(Data items)
>>>>
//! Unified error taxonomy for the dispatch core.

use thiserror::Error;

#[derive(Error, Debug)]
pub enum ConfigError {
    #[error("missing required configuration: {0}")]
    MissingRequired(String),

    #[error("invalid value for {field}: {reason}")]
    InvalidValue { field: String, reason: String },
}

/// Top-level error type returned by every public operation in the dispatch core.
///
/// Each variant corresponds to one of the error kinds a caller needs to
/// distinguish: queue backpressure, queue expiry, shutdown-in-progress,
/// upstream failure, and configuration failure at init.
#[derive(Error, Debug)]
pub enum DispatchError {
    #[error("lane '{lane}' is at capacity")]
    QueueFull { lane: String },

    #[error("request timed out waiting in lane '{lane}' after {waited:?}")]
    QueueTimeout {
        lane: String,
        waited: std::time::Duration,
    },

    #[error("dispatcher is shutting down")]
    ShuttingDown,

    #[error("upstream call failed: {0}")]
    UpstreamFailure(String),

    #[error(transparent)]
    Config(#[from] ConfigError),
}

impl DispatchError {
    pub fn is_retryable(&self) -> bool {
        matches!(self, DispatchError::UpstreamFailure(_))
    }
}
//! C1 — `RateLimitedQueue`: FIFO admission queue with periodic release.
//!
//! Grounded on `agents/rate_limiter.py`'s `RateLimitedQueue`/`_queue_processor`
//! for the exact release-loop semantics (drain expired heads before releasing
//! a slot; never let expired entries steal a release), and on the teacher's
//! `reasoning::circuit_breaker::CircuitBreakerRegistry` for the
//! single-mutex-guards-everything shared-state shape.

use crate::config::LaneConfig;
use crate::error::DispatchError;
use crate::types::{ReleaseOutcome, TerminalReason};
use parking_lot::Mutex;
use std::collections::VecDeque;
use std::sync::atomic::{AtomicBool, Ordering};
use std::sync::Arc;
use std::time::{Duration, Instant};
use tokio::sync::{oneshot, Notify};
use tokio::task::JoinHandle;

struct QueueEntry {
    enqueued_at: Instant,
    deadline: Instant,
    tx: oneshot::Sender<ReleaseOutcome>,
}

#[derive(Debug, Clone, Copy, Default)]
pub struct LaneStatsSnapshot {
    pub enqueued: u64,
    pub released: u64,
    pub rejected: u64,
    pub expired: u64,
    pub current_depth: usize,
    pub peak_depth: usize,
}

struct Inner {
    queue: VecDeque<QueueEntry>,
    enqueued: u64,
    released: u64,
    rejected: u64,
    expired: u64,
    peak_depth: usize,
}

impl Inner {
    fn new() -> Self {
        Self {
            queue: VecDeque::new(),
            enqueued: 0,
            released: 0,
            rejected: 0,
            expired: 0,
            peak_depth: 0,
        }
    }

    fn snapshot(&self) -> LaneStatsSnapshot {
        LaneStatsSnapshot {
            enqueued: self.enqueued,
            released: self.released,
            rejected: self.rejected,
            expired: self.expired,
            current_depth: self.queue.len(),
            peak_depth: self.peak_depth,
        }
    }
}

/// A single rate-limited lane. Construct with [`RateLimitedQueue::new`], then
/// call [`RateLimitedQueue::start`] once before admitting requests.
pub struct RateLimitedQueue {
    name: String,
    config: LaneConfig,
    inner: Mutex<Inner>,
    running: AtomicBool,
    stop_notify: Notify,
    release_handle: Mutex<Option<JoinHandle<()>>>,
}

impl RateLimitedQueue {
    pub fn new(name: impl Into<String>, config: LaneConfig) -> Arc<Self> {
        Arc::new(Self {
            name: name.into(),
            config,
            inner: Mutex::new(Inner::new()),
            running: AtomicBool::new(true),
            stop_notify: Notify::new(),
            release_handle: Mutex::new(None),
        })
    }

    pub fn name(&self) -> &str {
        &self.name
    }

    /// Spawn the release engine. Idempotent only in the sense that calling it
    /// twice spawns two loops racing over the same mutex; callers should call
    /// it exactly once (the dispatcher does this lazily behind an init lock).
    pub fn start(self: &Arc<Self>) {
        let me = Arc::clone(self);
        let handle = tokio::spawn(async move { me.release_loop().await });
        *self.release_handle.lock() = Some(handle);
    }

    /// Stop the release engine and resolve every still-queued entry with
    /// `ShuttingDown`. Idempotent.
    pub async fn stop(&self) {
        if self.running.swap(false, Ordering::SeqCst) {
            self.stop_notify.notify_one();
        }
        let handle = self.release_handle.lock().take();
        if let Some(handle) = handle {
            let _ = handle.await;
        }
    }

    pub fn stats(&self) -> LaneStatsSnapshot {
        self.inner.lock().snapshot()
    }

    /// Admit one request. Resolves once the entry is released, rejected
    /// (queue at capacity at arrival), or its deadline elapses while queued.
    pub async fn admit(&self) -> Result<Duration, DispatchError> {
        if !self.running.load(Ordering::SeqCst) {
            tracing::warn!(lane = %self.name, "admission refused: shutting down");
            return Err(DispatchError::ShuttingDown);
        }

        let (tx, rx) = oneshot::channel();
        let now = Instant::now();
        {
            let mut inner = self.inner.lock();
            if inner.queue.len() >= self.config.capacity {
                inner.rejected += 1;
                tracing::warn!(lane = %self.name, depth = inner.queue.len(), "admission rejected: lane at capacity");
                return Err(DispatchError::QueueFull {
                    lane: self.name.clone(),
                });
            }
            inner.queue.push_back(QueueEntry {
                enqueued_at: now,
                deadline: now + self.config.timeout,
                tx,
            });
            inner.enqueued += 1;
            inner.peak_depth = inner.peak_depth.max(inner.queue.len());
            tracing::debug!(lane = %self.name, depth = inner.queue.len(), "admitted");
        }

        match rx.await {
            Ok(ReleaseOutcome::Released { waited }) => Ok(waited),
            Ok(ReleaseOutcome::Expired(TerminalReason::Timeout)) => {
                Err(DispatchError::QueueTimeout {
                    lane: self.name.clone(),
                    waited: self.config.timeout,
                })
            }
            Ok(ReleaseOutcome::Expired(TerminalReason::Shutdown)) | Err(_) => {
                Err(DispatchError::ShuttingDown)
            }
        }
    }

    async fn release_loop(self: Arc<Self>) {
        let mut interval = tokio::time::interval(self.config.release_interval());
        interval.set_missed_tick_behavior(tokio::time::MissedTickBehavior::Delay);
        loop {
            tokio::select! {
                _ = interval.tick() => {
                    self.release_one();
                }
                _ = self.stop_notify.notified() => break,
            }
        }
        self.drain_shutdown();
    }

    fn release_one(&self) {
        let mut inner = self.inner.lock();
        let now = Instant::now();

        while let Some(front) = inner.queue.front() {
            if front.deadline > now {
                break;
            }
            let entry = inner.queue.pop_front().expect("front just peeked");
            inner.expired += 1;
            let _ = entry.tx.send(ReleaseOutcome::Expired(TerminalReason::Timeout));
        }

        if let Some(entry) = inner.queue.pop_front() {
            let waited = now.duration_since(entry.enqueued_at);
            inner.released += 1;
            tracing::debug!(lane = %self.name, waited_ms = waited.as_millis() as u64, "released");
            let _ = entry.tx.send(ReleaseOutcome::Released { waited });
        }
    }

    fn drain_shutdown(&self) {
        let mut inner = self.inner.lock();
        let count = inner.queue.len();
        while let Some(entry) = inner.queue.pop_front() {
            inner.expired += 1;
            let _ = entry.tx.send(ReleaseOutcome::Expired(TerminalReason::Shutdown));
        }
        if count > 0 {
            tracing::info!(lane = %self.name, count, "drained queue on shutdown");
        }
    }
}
<<<<
• WORK TO COMPLETE: Within the entries above, count each line holding the string "once". Give only the result.

• RESULT OF THE TASK: 3